What the media rarely include in their assessment of Trump’s truthfulness is that all presidents lie. In fact, since John F. Kennedy, every president has lied about far more serious things than Trump’s embellishments about his wealth, his girlfriends of decades ago or the size of his inaugural crowd.

The monumental presidential lie of the last half century is President Nixon’s denial of White House involvement in the Watergate burglary. Nixon lied until he was forced to release tapes that proved his part in the cover-up, which forced him to resign.

Some historians have tried to equate Reagan’s Iran-contra affair with Watergate, but Iran-contra was not Watergate redux. Reagan did not try to cover up Iran-contra, but directed his attorney general to conduct an immediate and thorough inquiry. Unlike Nixon, Reagan did not approve wiretaps, did not direct the IRS to examine people’s tax returns, did not compile an enemies’ list, and did not attempt to manipulate the FBI and the CIA in their investigations. Reagan approved the arms-for-hostages deal to save American lives — Nixon tried to contain the Watergate scandal to save himself.

As we now know, President John F. Kennedy covered up his precarious health (he had Addison’s disease, a serious hormonal condition), denied his many extra-marital affairs with gangster molls and Hollywood stars, and lied about a non-existent “missile gap” in the 1960 presidential race. Once elected, he allowed the Pentagon to announce that no missile gap existed.

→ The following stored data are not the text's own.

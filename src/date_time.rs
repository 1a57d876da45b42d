//! Plain date/time value edited by the picker components.
//!
//! ## Usage
//!
//! Hold the current selection in host state and fold [`FieldEdit`]s into it.
use std::time::{SystemTime, UNIX_EPOCH};

const SECONDS_PER_DAY: i64 = 86_400;

/// A calendar date and wall-clock time with no timezone attached.
///
/// The picker performs no calendar validation: the day field is whatever the
/// day column supplied (1-31), regardless of month length.
#[derive(Debug, Clone, Copy, PartialEq, Eq, Hash)]
pub struct PickerDateTime {
    /// Full calendar year.
    pub year: i32,
    /// Month of the year, 1-based (1 = January).
    pub month: u8,
    /// Day of the month, 1-based.
    pub day: u8,
    /// Hour of the day (0-23).
    pub hour: u8,
    /// Minute of the hour (0-59).
    pub minute: u8,
}

/// A single-field update produced by one picker column.
#[derive(Debug, Clone, Copy, PartialEq, Eq)]
pub enum FieldEdit {
    /// Replace the day of the month.
    Day(u8),
    /// Replace the month (1-based).
    Month(u8),
    /// Replace the full year.
    Year(i32),
    /// Replace the hour.
    Hour(u8),
    /// Replace the minute.
    Minute(u8),
}

impl PickerDateTime {
    /// Creates a value from explicit date and time fields.
    pub fn new(year: i32, month: u8, day: u8, hour: u8, minute: u8) -> Self {
        Self {
            year,
            month,
            day,
            hour,
            minute,
        }
    }

    /// Midnight on January 1st of the given year.
    ///
    /// Used as the fallback selection when the host supplies no value.
    pub fn start_of_year(year: i32) -> Self {
        Self::new(year, 1, 1, 0, 0)
    }

    /// Returns a copy with a single field replaced.
    ///
    /// This is the whole edit model of the picker: the host owns the
    /// authoritative value, every column edit folds into it through this
    /// reducer, and the result is handed back via `on_change`.
    pub fn with_edit(self, edit: FieldEdit) -> Self {
        let mut next = self;
        match edit {
            FieldEdit::Day(day) => next.day = day,
            FieldEdit::Month(month) => next.month = month,
            FieldEdit::Year(year) => next.year = year,
            FieldEdit::Hour(hour) => next.hour = hour,
            FieldEdit::Minute(minute) => next.minute = minute,
        }
        next
    }
}

/// Returns the current calendar year in UTC.
pub fn current_year() -> i32 {
    let duration = SystemTime::now()
        .duration_since(UNIX_EPOCH)
        .unwrap_or_default();
    let days = duration.as_secs() as i64 / SECONDS_PER_DAY;
    civil_from_days(days).0
}

/// Converts days since 1970-01-01 into a (year, month, day) civil date.
///
/// Standard era-based conversion over 400-year cycles.
fn civil_from_days(days: i64) -> (i32, u8, u8) {
    let z = days + 719_468;
    let era = if z >= 0 { z } else { z - 146_096 } / 146_097;
    let doe = z - era * 146_097;
    let yoe = (doe - doe / 1_460 + doe / 36_524 - doe / 146_096) / 365;
    let year = yoe + era * 400;
    let doy = doe - (365 * yoe + yoe / 4 - yoe / 100);
    let mp = (5 * doy + 2) / 153;
    let day = doy - (153 * mp + 2) / 5 + 1;
    let month = if mp < 10 { mp + 3 } else { mp - 9 };
    let year = if month <= 2 { year + 1 } else { year };
    (year as i32, month as u8, day as u8)
}

#[cfg(test)]
mod tests {
    use super::*;

    #[test]
    fn edit_replaces_only_its_field() {
        let date = PickerDateTime::new(2024, 5, 10, 0, 0);
        let edited = date.with_edit(FieldEdit::Day(20));
        assert_eq!(edited, PickerDateTime::new(2024, 5, 20, 0, 0));

        let edited = edited.with_edit(FieldEdit::Month(12));
        assert_eq!(edited, PickerDateTime::new(2024, 12, 20, 0, 0));

        let edited = edited.with_edit(FieldEdit::Year(1999));
        assert_eq!(edited, PickerDateTime::new(1999, 12, 20, 0, 0));
    }

    #[test]
    fn time_edits_leave_date_untouched() {
        let date = PickerDateTime::new(2024, 5, 10, 8, 30);
        let edited = date
            .with_edit(FieldEdit::Hour(23))
            .with_edit(FieldEdit::Minute(59));
        assert_eq!(edited, PickerDateTime::new(2024, 5, 10, 23, 59));
    }

    #[test]
    fn start_of_year_is_midnight_january_first() {
        let date = PickerDateTime::start_of_year(1924);
        assert_eq!(date, PickerDateTime::new(1924, 1, 1, 0, 0));
    }

    #[test]
    fn civil_conversion_matches_known_dates() {
        assert_eq!(civil_from_days(0), (1970, 1, 1));
        assert_eq!(civil_from_days(10_957), (2000, 1, 1));
        assert_eq!(civil_from_days(11_017), (2000, 3, 1));
        assert_eq!(civil_from_days(19_723), (2024, 1, 1));
        assert_eq!(civil_from_days(-1), (1969, 12, 31));
    }

    #[test]
    fn current_year_is_plausible() {
        let year = current_year();
        assert!(year >= 2024);
    }
}
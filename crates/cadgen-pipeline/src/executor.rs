//! Run generated programs in a fresh interpreter

use async_trait::async_trait;
use serde::Deserialize;
use std::path::PathBuf;
use std::process::Stdio;
use std::time::{Duration, Instant};
use tokio::io::AsyncWriteExt;
use tokio::process::Command;
use tokio_util::sync::CancellationToken;

use crate::convention::Convention;
use crate::error::{PipelineError, Result};

/// Driver passed to `python -c`. Reads the program from stdin, compiles it
/// before running anything, executes it in a namespace holding only the
/// builtins, then writes a one-line JSON report to the original stdout.
/// Fd 1 is pointed at stderr first, so anything the program or native
/// libraries print lands in the run output instead of the report.
const DRIVER: &str = r#"
import json, os, sys, traceback

binding, attribute = sys.argv[1], sys.argv[2]
source = sys.stdin.read()

sys.stdout.flush()
report_fd = os.dup(1)
os.dup2(2, 1)

def report(payload):
    sys.stdout.flush()
    with os.fdopen(report_fd, "w") as out:
        out.write(json.dumps(payload))
    sys.exit(0)

try:
    compiled = compile(source, "<generated>", "exec")
except (SyntaxError, ValueError) as e:
    report({"status": "syntax", "message": str(e)})

namespace = {"__builtins__": __builtins__, "__name__": "__generated__"}
try:
    exec(compiled, namespace)
    result = namespace.get(binding)
    value = None if result is None else getattr(result, attribute, None)
except BaseException:
    report({"status": "runtime", "trace": traceback.format_exc()})

if value is None:
    report({"status": "missing_result", "binding": binding})
report({"status": "ok", "type_name": type(value).__name__})
"#;

/// A successful run
#[derive(Debug, Clone, PartialEq, Eq)]
pub struct ExecOutcome {
    /// Type of the finished solid, e.g. `Part`
    pub result_type: String,
    /// Everything the program printed
    pub output: String,
    pub duration: Duration,
}

/// Something that can run a program that already passed the safety gate
#[async_trait]
pub trait Executor: Send + Sync {
    async fn execute(&self, code: &str, cancel: CancellationToken) -> Result<ExecOutcome>;
}

#[derive(Debug, Deserialize)]
#[serde(tag = "status", rename_all = "snake_case")]
enum Report {
    Ok { type_name: String },
    Syntax { message: String },
    Runtime { trace: String },
    MissingResult { binding: String },
}

/// Runs programs with a CPython subprocess per execution
#[derive(Debug, Clone)]
pub struct PythonExecutor {
    interpreter: String,
    working_dir: PathBuf,
    timeout: Duration,
    binding: String,
    attribute: String,
}

impl PythonExecutor {
    pub fn new(
        interpreter: impl Into<String>,
        working_dir: impl Into<PathBuf>,
        timeout: Duration,
        convention: &Convention,
    ) -> Self {
        Self {
            interpreter: interpreter.into(),
            working_dir: working_dir.into(),
            timeout,
            binding: convention.result_binding.to_string(),
            attribute: convention.result_attribute.to_string(),
        }
    }

    pub fn interpreter(&self) -> &str {
        &self.interpreter
    }

    pub fn working_dir(&self) -> &PathBuf {
        &self.working_dir
    }
}

#[async_trait]
impl Executor for PythonExecutor {
    async fn execute(&self, code: &str, cancel: CancellationToken) -> Result<ExecOutcome> {
        let started = Instant::now();

        let mut child = Command::new(&self.interpreter)
            .arg("-c")
            .arg(DRIVER)
            .arg(&self.binding)
            .arg(&self.attribute)
            .current_dir(&self.working_dir)
            .stdin(Stdio::piped())
            .stdout(Stdio::piped())
            .stderr(Stdio::piped())
            .kill_on_drop(true)
            .spawn()
            .map_err(|e| {
                PipelineError::Interpreter(format!(
                    "failed to start `{}`: {}",
                    self.interpreter, e
                ))
            })?;

        let mut stdin = child
            .stdin
            .take()
            .ok_or_else(|| PipelineError::Interpreter("failed to capture stdin".to_string()))?;
        stdin
            .write_all(code.as_bytes())
            .await
            .map_err(|e| PipelineError::Interpreter(format!("failed to send program: {}", e)))?;
        drop(stdin);

        // Dropping the wait future drops the child, which kills it
        let output = tokio::select! {
            _ = cancel.cancelled() => return Err(PipelineError::Cancelled),
            waited = tokio::time::timeout(self.timeout, child.wait_with_output()) => match waited {
                Err(_) => return Err(PipelineError::Timeout { secs: self.timeout.as_secs() }),
                Ok(Err(e)) => {
                    return Err(PipelineError::Interpreter(format!("failed to wait for interpreter: {}", e)))
                }
                Ok(Ok(output)) => output,
            },
        };

        let stdout = String::from_utf8_lossy(&output.stdout);
        let stderr = String::from_utf8_lossy(&output.stderr).into_owned();
        let duration = started.elapsed();
        tracing::debug!(
            "interpreter exited with {} after {:?}",
            output.status,
            duration
        );

        let report: Report = serde_json::from_str(stdout.trim()).map_err(|_| {
            let detail = if stderr.trim().is_empty() {
                format!("exited with {} and no report", output.status)
            } else {
                stderr.trim().to_string()
            };
            PipelineError::Interpreter(detail)
        })?;

        match report {
            Report::Ok { type_name } => Ok(ExecOutcome {
                result_type: type_name,
                output: stderr,
                duration,
            }),
            Report::Syntax { message } => Err(PipelineError::Syntax(message)),
            Report::Runtime { trace } => Err(PipelineError::Runtime(trace.trim_end().to_string())),
            Report::MissingResult { binding } => Err(PipelineError::MissingResult { binding }),
        }
    }
}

President Bill Clinton narrowly escaped impeachment for lying about his Oval Office affair with Monica Lewinsky (“I did not have sexual relations with that woman”). President Obama lied almost daily about his health care proposal, promising, “If you like your health care plan you’ll be able to keep your health care plan.” That lie helped secure the passage of Obamacare and compelled four million Americans to seek another health care plan.

The most consequential presidential liar was Lyndon B. Johnson, who repeatedly promised during the 1964 presidential campaign, “We are not about to send American boys 9 or 10 thousand miles away from home to do what Asian boys ought to be doing for themselves.” At the very same time and with Johnson’s approval, the Pentagon was drawing up plans to send the first wave of more than 100,000 American servicemen to Vietnam. Johnson’s macho determination not to “lose” Vietnam led him to keep increasing the number of American troops until they reached over 500,000. His strategy produced ever mounting U.S. fatalities, reaching a total of 58,000 by the time fighting ended in 1973.

Trump is not guilty of any lie, falsehood, fabrication, false claim, or toxic exaggeration that equals the lies of one past president whose Alamo-sized ego caused the deaths of thousands of Americans and another chief executive who denied his serial adultery. Most Americans can see the difference between an out-and-out lie and self-evident hyperbole, even if the mainstream press and Trump’s political opponents cannot or will not.